Eventually, Post says, print jobs on the network will be automatically routed based on predetermined metrics of time, place, capacity and equipment. Connections between all 50 networked companies are now made manually. “We know that Four51 can automate those connections, but we wanted to make them manually to learn the vagaries of the system. It’s only been in place since October.”

Moving up the scale of web-to-print options means increasing your firm’s time, money and personnel commitment, but it can also yield bigger jobs and offers the advantage of staying on the front edge of technology.

According to a 2004 InfoTrends study, about a third of web-to-print enabled companies purchased an e-business solution from a vendor, a third developed it internally, and the last third used a combination of the two. Most of the vendor-based solutions are subscription services, not transactional sales.

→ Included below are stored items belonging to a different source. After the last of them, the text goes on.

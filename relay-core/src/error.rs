//! Domain-specific error types for the relay control channel.
//!
//! All fallible operations return `Result<T, RelayError>`.
//! Failures are recovered at the component boundary (one session, one
//! reconnection attempt); none of them is meant to take the process down.

use std::time::Duration;
use thiserror::Error;

/// The canonical error type for the relay core.
#[derive(Debug, Error)]
pub enum RelayError {
    // ── Protocol Errors ──────────────────────────────────────────
    /// An inbound frame could not be decoded into an [`Envelope`].
    ///
    /// [`Envelope`]: crate::protocol::Envelope
    #[error("malformed envelope: {0}")]
    Malformed(String),

    /// A chunk, completion or error referenced a transfer id with no session.
    #[error("transfer not found: {0}")]
    TransferNotFound(String),

    /// The peer sent a filename that cannot be stored safely.
    #[error("invalid filename: {0:?}")]
    InvalidFilename(String),

    /// Completion arrived with a byte count different from the announced size.
    #[error("transfer {id} size mismatch: expected {expected} bytes, received {received}")]
    SizeMismatch {
        id: String,
        expected: u64,
        received: u64,
    },

    /// Another open session is already writing to this destination.
    #[error("{path} is already being received by transfer {owner}")]
    DestinationBusy { path: String, owner: String },

    /// A `request_file` named something this side does not serve.
    #[error("file request for {path:?} refused: {reason}")]
    RequestRefused { path: String, reason: &'static str },

    /// A transfer sat without traffic for longer than the idle timeout.
    #[error("transfer {id} idle for {idle:?}")]
    TransferIdle { id: String, idle: Duration },

    /// A link state transition was attempted from the wrong phase.
    #[error("invalid transition: {0}")]
    InvalidTransition(&'static str),

    // ── Size Limits ──────────────────────────────────────────────
    /// A payload exceeds the configured maximum size.
    #[error("payload too large: {size} bytes (max {max})")]
    PayloadTooLarge { size: usize, max: usize },

    // ── Transport Errors ─────────────────────────────────────────
    /// The filesystem or socket layer reported an error.
    #[error("i/o error: {0}")]
    Io(#[from] std::io::Error),

    /// An mpsc channel was closed unexpectedly.
    #[error("channel closed")]
    ChannelClosed,

    /// An operation exceeded its deadline.
    #[error("timeout after {0:?}")]
    Timeout(Duration),

    /// The reconnection loop gave up.
    #[error("reconnection failed after {0} attempts")]
    ReconnectExhausted(u32),

    // ── Serialization Errors ─────────────────────────────────────
    /// Encoding of an outbound payload failed.
    #[error("encoding error: {0}")]
    Encoding(String),

    // ── Clipboard Errors ─────────────────────────────────────────
    /// The clipboard backend could not be opened, read or written.
    #[error("clipboard error: {0}")]
    Clipboard(String),

    /// Image data could not be decoded or re-encoded.
    #[error("image error: {0}")]
    Image(String),

    /// Catch-all for errors that do not fit another variant.
    #[error("{0}")]
    Other(String),
}

impl RelayError {
    /// The message sent to the peer inside a `file_transfer_error` envelope.
    pub fn peer_message(&self) -> String {
        match self {
            RelayError::TransferNotFound(_) => "transfer not found".to_string(),
            other => other.to_string(),
        }
    }
}

// ── Convenient From implementations ──────────────────────────────

impl<T> From<tokio::sync::mpsc::error::SendError<T>> for RelayError {
    fn from(_: tokio::sync::mpsc::error::SendError<T>) -> Self {
        RelayError::ChannelClosed
    }
}

impl From<serde_json::Error> for RelayError {
    fn from(e: serde_json::Error) -> Self {
        RelayError::Malformed(e.to_string())
    }
}

impl From<image::ImageError> for RelayError {
    fn from(e: image::ImageError) -> Self {
        RelayError::Image(e.to_string())
    }
}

National InterPrint Corp. is also still finding just the right mix of web-to-print, currently using a blend of Four51 and in-house programming. “It’s a good solution, and it’s gotten us some accounts, but it’s not everything,” Morgan says. “We wanted billing functionality, and we wanted it to work with the other order entry management and back-end software we have to use,” he says, highlighting another important trend in the web-to-print market. As web use has grown, more communication and intraoffice functionality has become completely or partially digitized. All of those electronic solutions must now collaborate.

In another 10 years we're going to look more like an ad agency with a major stake in web development."
Mike Morgan, founder and president of National InterPrint Corp. Corpus Christi, Texas

Apel also offers alternative software solutions for those looking to get into web-to-print. “We’re like Adobe,” he describes, illustrating how Amazing Print offers a different webware package with interfaces for both distributors and manufacturers. “If you’re a printer and you don’t want to invest in writing a backend system, we have the templates. We also function as an ASP system that connects printers and distributors,” much like Four51’s network. “You can license our software and be a competitor to VistaPrint in 20 minutes,” he says. The software is optimized to not only facilitate web-to-print ordering but also to market its licensees online, increasing their web transactions at no additional sales costs.

“What is the coolest thing in web-to-print?” Apel asks. “The adoption rate. Look at how many people are going online everyday to buy. Look at what capabilities end users have now, with template-based printing and data merge capabilities. The pie keeps getting bigger and bigger. You can literally do anything.”